Failure to Document Post-Incident Assessments Following Resident Altercation
Penalty
Summary
The facility failed to ensure that complete and accurate medical records were maintained for two residents following an incident of abuse. Both residents were involved in a physical altercation witnessed by CNAs, during which one resident attempted to sit in an empty chair, leading to a confrontation that escalated to physical contact, including punching, kicking, and grabbing. The incident was documented in incident notes and witness statements, but there was no evidence in the clinical records of a head-to-toe assessment or documentation of any injuries sustained by either resident after the altercation. One resident had a history of anxiety disorder, insomnia, hemiplegia, dysphagia, and other conditions, and was noted to have moderate cognitive impairment.
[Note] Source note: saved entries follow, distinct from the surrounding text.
use crate::error::{Error, Result};
use crate::models::profile::Role;
use dotenvy::dotenv;
use std::env;
use std::path::PathBuf;
use std::sync::OnceLock;
use std::time::Duration;
use url::Url;

pub const DEFAULT_API_BASE_URL: &str = "http://localhost:8000";

#[derive(Debug, Clone)]
pub struct Config {
    pub api_base_url: Url,
    pub http_timeout: Duration,
    pub store_path: PathBuf,
    pub cache_ttl: Duration,
    pub status_poll_interval: Duration,
    pub profile_poll_interval: Duration,
    pub role: Role,
    pub email: Option<String>,
    pub password: Option<String>,
}

pub static CONFIG: OnceLock<Config> = OnceLock::new();

impl Config {
    pub fn from_env() -> Result<Self> {
        dotenv().ok();

        let base = env::var("PORTAL_API_BASE_URL").unwrap_or_else(|_| DEFAULT_API_BASE_URL.to_string());

        Ok(Self {
            api_base_url: parse_base_url(&base)?,
            http_timeout: Duration::from_secs(get_env_parse_or("PORTAL_HTTP_TIMEOUT_SECS", 30)?),
            store_path: env::var("PORTAL_STORE_PATH")
                .map(PathBuf::from)
                .unwrap_or_else(|_| PathBuf::from(".portal-store.json")),
            cache_ttl: Duration::from_secs(get_env_parse_or("PORTAL_CACHE_TTL_SECS", 300)?),
            status_poll_interval: Duration::from_secs(get_env_parse_or("PORTAL_STATUS_POLL_SECS", 60)?),
            profile_poll_interval: Duration::from_secs(get_env_parse_or("PORTAL_PROFILE_POLL_SECS", 3)?),
            role: get_env_parse_or("PORTAL_ROLE", Role::Staff)?,
            email: non_empty_env("PORTAL_EMAIL"),
            password: non_empty_env("PORTAL_PASSWORD"),
        })
    }

    /// Defaults pointed at an explicit backend, with an in-memory store.
    pub fn with_base_url(base: &str) -> Result<Self> {
        Ok(Self {
            api_base_url: parse_base_url(base)?,
            http_timeout: Duration::from_secs(30),
            store_path: PathBuf::new(),
            cache_ttl: Duration::from_secs(300),
            status_poll_interval: Duration::from_secs(60),
            profile_poll_interval: Duration::from_secs(3),
            role: Role::Staff,
            email: None,
            password: None,
        })
    }
}

// `Url::join` drops the last path segment unless the base ends with '/'.
fn parse_base_url(raw: &str) -> Result<Url> {
    let trimmed = raw.trim();
    let normalized = if trimmed.ends_with('/') {
        trimmed.to_string()
    } else {
        format!("{}/", trimmed)
    };
    Url::parse(&normalized).map_err(|e| Error::Config(format!("Invalid PORTAL_API_BASE_URL: {}", e)))
}

fn non_empty_env(name: &str) -> Option<String> {
    env::var(name).ok().filter(|v| !v.trim().is_empty())
}

fn get_env_parse_or<T>(name: &str, default: T) -> Result<T>
where
    T: std::str::FromStr,
    T::Err: std::fmt::Display,
{
    match env::var(name) {
        Ok(raw) => raw
            .parse()
            .map_err(|e| Error::Config(format!("Invalid value for {}: {}", name, e))),
        Err(_) => Ok(default),
    }
}

pub fn init_config() -> Result<()> {
    let config = Config::from_env()?;
    CONFIG
        .set(config)
        .map_err(|_| Error::Config("Configuration has already been initialized".to_string()))?;
    Ok(())
}

pub fn get_config() -> Result<&'static Config> {
    CONFIG
        .get()
        .ok_or_else(|| Error::Config("Configuration has not been initialized".to_string()))
}
use assessment_portal::{
    config::{get_config, init_config},
    models::profile::Role,
    services::listing_service::StatusFilter,
    utils::time::now,
    Portal,
};
use tracing::{info, warn};
use tracing_subscriber::EnvFilter;

fn init_tracing() {
    let filter = EnvFilter::try_from_default_env().unwrap_or_else(|_| EnvFilter::new("info"));
    let builder = tracing_subscriber::fmt().with_env_filter(filter);
    if std::env::var("PORTAL_LOG_FORMAT").map_or(false, |v| v.eq_ignore_ascii_case("json")) {
        builder.json().init();
    } else {
        builder.init();
    }
}

#[tokio::main]
async fn main() -> anyhow::Result<()> {
    init_tracing();
    init_config()?;
    let config = get_config()?.clone();
    let role = config.role;

    let portal = Portal::new(config.clone()).await?;

    {
        let mut events = portal.feed.subscribe();
        tokio::spawn(async move {
            while let Ok(event) = events.recv().await {
                info!(?event, "portal event");
            }
        });
    }

    let signed_in = match portal.auth_service.resume().await {
        Some(session) if session.role == role => Some(session),
        _ => match (&config.email, &config.password) {
            (Some(email), Some(password)) => {
                let result = match role {
                    Role::Staff => portal.auth_service.staff_login(email, password).await,
                    Role::Student => portal.auth_service.student_login(email, password).await,
                };
                match result {
                    Ok(session) => Some(session),
                    Err(e) => {
                        warn!(error = %e, "login failed");
                        anyhow::bail!(e.notice());
                    }
                }
            }
            _ => None,
        },
    };
    let Some(session) = signed_in else {
        anyhow::bail!("No stored session. Set PORTAL_EMAIL and PORTAL_PASSWORD to sign in.");
    };
    info!(name = %session.name, %role, "session ready");

    let _ticker = match role {
        Role::Staff => {
            let dashboard = portal
                .test_service
                .dashboard(StatusFilter::All, "", 1, now())
                .await?;
            println!("{}", serde_json::to_string_pretty(&dashboard)?);

            let tests = portal.test_service.all_tests().await?;
            portal.status_ticker.watch(tests, now()).await;
            portal.status_ticker.clone().spawn()
        }
        Role::Student => {
            let profile = portal.profile_service.student_profile().await?;
            let dashboard = portal.student_service.dashboard(&profile.regno, now()).await?;
            println!("{}", serde_json::to_string_pretty(&dashboard)?);

            let tests = dashboard
                .ongoing
                .iter()
                .map(|card| card.assessment.clone())
                .collect();
            portal.status_ticker.watch(tests, now()).await;
            portal.status_ticker.clone().spawn()
        }
    };
    let _refresh = portal
        .profile_service
        .clone()
        .spawn_refresh(role, config.profile_poll_interval);

    if let Ok(Some(avatar)) = portal.profile_service.avatar(role).await {
        info!(len = avatar.len(), "avatar resolved");
    }

    info!("watching for changes, press Ctrl+C to exit");
    tokio::signal::ctrl_c().await?;
    info!("shutting down");
    Ok(())
}
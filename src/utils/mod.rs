pub mod flexible;
pub mod image;
pub mod time;
pub mod token;
pub mod validation;
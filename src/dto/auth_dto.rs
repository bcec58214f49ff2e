use serde::{Deserialize, Serialize};
use validator::{Validate, ValidationError};

#[derive(Debug, Clone, Serialize, Validate)]
pub struct LoginPayload {
    #[validate(email(message = "Invalid email address"))]
    pub email: String,
    #[validate(length(min = 1, message = "Password is required"))]
    pub password: String,
}

#[derive(Debug, Clone, Serialize)]
pub struct GoogleLoginPayload {
    /// ID token returned by Google Identity Services.
    pub token: String,
}

#[derive(Debug, Clone, Default, Deserialize)]
pub struct SessionTokens {
    #[serde(default, alias = "access_token")]
    pub jwt: Option<String>,
}

/// Body of a successful staff login, password or Google.
#[derive(Debug, Clone, Deserialize)]
#[serde(rename_all = "camelCase")]
pub struct StaffLoginResponse {
    #[serde(default)]
    pub tokens: SessionTokens,
    #[serde(default)]
    pub name: String,
    #[serde(default)]
    pub profile_image: Option<String>,
}

#[derive(Debug, Clone, Deserialize)]
#[serde(rename_all = "camelCase")]
pub struct StudentLoginResponse {
    #[serde(default)]
    pub student_id: String,
    #[serde(default)]
    pub name: String,
    #[serde(default)]
    pub email: String,
    #[serde(default)]
    pub regno: String,
    #[serde(default)]
    pub dept: Option<String>,
    #[serde(default)]
    pub collegename: Option<String>,
    #[serde(default)]
    pub profile_image: Option<String>,
}

#[derive(Debug, Clone, Serialize, Validate)]
pub struct ForgotPasswordPayload {
    #[validate(email(message = "Invalid email address"))]
    pub email: String,
}

#[derive(Debug, Clone, Serialize, Validate)]
pub struct VerifyCodePayload {
    #[validate(email(message = "Invalid email address"))]
    pub email: String,
    #[validate(custom(function = "validate_reset_code"))]
    pub token: String,
}

#[derive(Debug, Clone, Serialize, Validate)]
pub struct ResetPasswordPayload {
    #[validate(email(message = "Invalid email address"))]
    pub email: String,
    #[validate(custom(function = "validate_reset_code"))]
    pub token: String,
    #[validate(
        length(min = 8, message = "Password must be at least 8 characters"),
        custom(function = "validate_password_strength")
    )]
    pub password: String,
    #[serde(skip)]
    #[validate(must_match(other = "password", message = "Passwords must match"))]
    pub confirm_password: String,
}

/// Body of `POST /api/staff/signup/`. Departments go over the wire joined
/// with `", "`.
#[derive(Debug, Clone, Serialize, Validate)]
pub struct StaffSignupPayload {
    #[validate(length(min = 1, message = "Required"))]
    pub name: String,
    #[validate(email(message = "Invalid email"))]
    pub email: String,
    #[serde(serialize_with = "join_departments")]
    #[validate(length(min = 1, message = "Select at least one department"))]
    pub department: Vec<String>,
    #[validate(length(min = 1, message = "Required"))]
    pub collegename: String,
    #[validate(
        length(min = 8, message = "Password must be at least 8 characters"),
        custom(function = "validate_password_strength")
    )]
    pub password: String,
    #[serde(skip)]
    #[validate(must_match(other = "password", message = "Passwords must match"))]
    pub confirm_password: String,
    #[validate(custom(function = "validate_phone"))]
    pub phoneno: String,
    #[validate(length(min = 1, message = "Required"))]
    pub role: String,
}

fn join_departments<S: serde::Serializer>(departments: &[String], serializer: S) -> Result<S::Ok, S::Error> {
    serializer.serialize_str(&departments.join(", "))
}

/// Body of `POST /api/student/signup/`.
#[derive(Debug, Clone, Default, Serialize, Validate)]
pub struct StudentSignupPayload {
    #[validate(length(min = 1, message = "Name is required"))]
    pub name: String,
    #[validate(email(message = "Invalid email address"))]
    pub email: String,
    #[validate(length(min = 6, message = "Password must be at least 6 characters long."))]
    pub password: String,
    #[validate(length(min = 1, message = "College name is required"))]
    pub collegename: String,
    #[validate(length(min = 1, message = "Department is required"))]
    pub dept: String,
    #[validate(length(min = 1, message = "Registration number is required"))]
    pub regno: String,
    pub year: String,
    #[validate(custom(function = "validate_phone"))]
    pub phone: String,
}

#[derive(Debug, Clone, Serialize, Validate)]
pub struct SetStudentPasswordPayload {
    #[validate(email(message = "Invalid email address"))]
    pub email: String,
    #[validate(length(min = 6, message = "Password must be at least 6 characters long."))]
    pub new_password: String,
}

pub fn validate_reset_code(code: &str) -> Result<(), ValidationError> {
    if code.len() == 6 && code.chars().all(|c| c.is_ascii_digit()) {
        Ok(())
    } else {
        Err(ValidationError::new("reset_code").with_message("Must be a 6-digit number".into()))
    }
}

pub fn validate_phone(phone: &str) -> Result<(), ValidationError> {
    if phone.len() == 10 && phone.chars().all(|c| c.is_ascii_digit()) {
        Ok(())
    } else {
        Err(ValidationError::new("phone").with_message("Invalid phone number".into()))
    }
}

pub fn validate_password_strength(password: &str) -> Result<(), ValidationError> {
    let rules: [(fn(char) -> bool, &'static str); 4] = [
        (|c| c.is_ascii_digit(), "Must contain at least one number"),
        (|c| c.is_ascii_uppercase(), "Must contain at least one uppercase letter"),
        (|c| c.is_ascii_lowercase(), "Must contain at least one lowercase letter"),
        (|c| !c.is_ascii_alphanumeric(), "Must contain at least one special character"),
    ];
    for (check, message) in rules {
        if !password.chars().any(check) {
            return Err(ValidationError::new("password_strength").with_message(message.into()));
        }
    }
    Ok(())
}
The other resident had diagnoses including altered mental status, cognitive communication deficit, atrial fibrillation, chronic kidney disease, and rhabdomyolysis. Despite the altercation resulting in visible injuries such as bruising, scabs, and skin tears, the clinical records for both residents lacked documentation of assessments or injuries following the incident. Interviews with staff, including an LPN and the DON, confirmed that assessments were performed and injuries were observed, but these were not documented in the residents' medical records. The DON acknowledged that the lack of documentation did not meet expectations for adequate medical record-keeping. Additionally, the facility did not have a policy on documentation in the clinical record, as confirmed by the DON.